Der Mausbiber Gucky saß in einem für Menschen gebauten Sessel, der ihn nun besonders klein erscheinen ließ. Ohne großen Appetit knabberte er an einer frischen Mohrrübe aus den hydroponischen Gärten des Schiffes. Auf der Lehne des Sessels lag die Waffe.

Fellmer Lloyd, der Orter und Telepath, saß ebenfalls in einem Sessel. Die Füße hatte er auf einen niedrigen Tisch vor sich gelegt. Seine Augen waren geschlossen, und es sah so aus, als schliefe er. In Wirklichkeit aber kontrollierte er Corellos geistige Impulse.

Die dritte Person war der Teleporter Ras Tschubai. Der Afroterraner trank bereits die sechste Tasse Kaffee, um sich wach zu halten. Er konnte zwar Corellos Geist nicht kontrollieren, doch er war wie seine beiden Kollegen gefeit gegen psionische Angriffe des Supermutanten.

Ein Laut, hoch und unartikuliert wie das Weinen eines Säuglings, erscholl aus den Lautsprechern der Tonübertragung. Die drei Wächter beugten sich alarmiert vor.

Ribald Corello krümmte sich zusammen.
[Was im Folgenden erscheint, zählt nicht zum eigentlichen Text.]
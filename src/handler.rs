// HTTP handler bindings for Battlesnake API endpoints
//
// This module provides thin wrapper functions that bind Rocket HTTP routes
// to the Bot's methods. The move body is read as raw text so that malformed
// requests still reach the Bot and get the fallback move.

use log::warn;
use rocket::data::{Data, ToByteUnit};
use rocket::http::Status;
use rocket::serde::json::Json;
use serde_json::Value;

use floodsnake::bot::Bot;

/// GET / endpoint
/// Returns bot metadata and appearance configuration
#[get("/")]
pub fn index(bot: &rocket::State<Bot>) -> Json<Value> {
    Json(bot.info())
}

/// POST /start endpoint
/// Called when a game starts
#[post("/start", format = "json", data = "<start_req>")]
pub fn start(bot: &rocket::State<Bot>, start_req: Json<Value>) -> Status {
    bot.start(&start_req);

    Status::Ok
}

/// POST /move endpoint
/// Called each turn to compute and return the next move
#[post("/move", data = "<body>")]
pub async fn get_move(bot: &rocket::State<Bot>, body: Data<'_>) -> Json<Value> {
    let raw = match body.open(1.mebibytes()).into_string().await {
        Ok(raw) => raw.into_inner(),
        Err(e) => {
            warn!("Failed to read move request body: {}", e);
            String::new()
        }
    };

    Json(bot.get_move(&raw).await)
}

/// POST /end endpoint
/// Called when a game ends
#[post("/end", format = "json", data = "<end_req>")]
pub fn end(bot: &rocket::State<Bot>, end_req: Json<Value>) -> Status {
    bot.end(&end_req);

    Status::Ok
}
// Library exports for the Battlesnake move engine
// The server binary and the integration tests both build on these modules

pub mod bot;
pub mod config;
pub mod encoding;
pub mod engine;
pub mod food;
pub mod safety;
pub mod snapshot;
pub mod space;
pub mod threat;
pub mod types;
Seine winzigen Hände fuchtelten ziellos herum. Der einundfünfzig Zentimeter durchmessende Schädel hob sich um einige Zentimeter. Die daumendicken bläulichen Adern schwollen unter der dünnen rotbraunen Kopfhaut gefährlich an. Dann fiel der monströse Kopf auf das Thermo-Polster zurück.

Ein Instrument summte warnend.

Tschubai stand auf und ging zu der Anzeigetafel am Sockel des Inkubators.
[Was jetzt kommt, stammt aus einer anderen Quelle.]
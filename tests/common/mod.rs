// Shared builders for integration tests

#![allow(dead_code)]

use serde_json::{json, Value};

pub fn cells(points: &[(i32, i32)]) -> Vec<Value> {
    points.iter().map(|(x, y)| json!({ "x": x, "y": y })).collect()
}

pub fn snake(id: &str, health: i32, body: &[(i32, i32)]) -> Value {
    let body = cells(body);
    json!({
        "id": id,
        "name": id,
        "health": health,
        "length": body.len(),
        "head": body[0].clone(),
        "body": body,
    })
}

/// Full /move request; `you` is also listed in `board.snakes` like the real API does
pub fn request(width: i32, height: i32, you: Value, opponents: Vec<Value>, food: &[(i32, i32)]) -> Value {
    let mut snakes = vec![you.clone()];
    snakes.extend(opponents);
    json!({
        "game": { "id": "test-game", "ruleset": {}, "timeout": 500 },
        "turn": 1,
        "board": {
            "width": width,
            "height": height,
            "food": cells(food),
            "snakes": snakes,
            "hazards": [],
        },
        "you": you,
    })
}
»Einundvierzig Grad überschritten«, teilte er beunruhigt fest. »Das ist schon zum dritten Mal an diesem Tag. Wenn das so weitergeht, stirbt Corello vor unseren Augen.«

»Was kein Verlust für die Menschheit wäre«, sagte Lloyd.

»Vielleicht doch!«, protestierte Gucky. »Ohne seine Hilfe dauert es Jahre, bevor wir auf technischem Wege stabilisiertes Sextagonium für den Dakkar-Tastresonator herstellen können. Eine psionische Stabilisierung des Minerals dagegen wäre eine Sache von höchstens wenigen Stunden.«

»Trotzdem«, beharrte Lloyd. »Er ist ein Scheusal und ...«

Von weiteren abfälligen Bemerkungen hielt ihn Ribald Corello ab. Der Supermutant lachte plötzlich hysterisch. Dann murmelte er einige unverständliche Worte vor sich hin. Speichel trat ihm vor den Mund.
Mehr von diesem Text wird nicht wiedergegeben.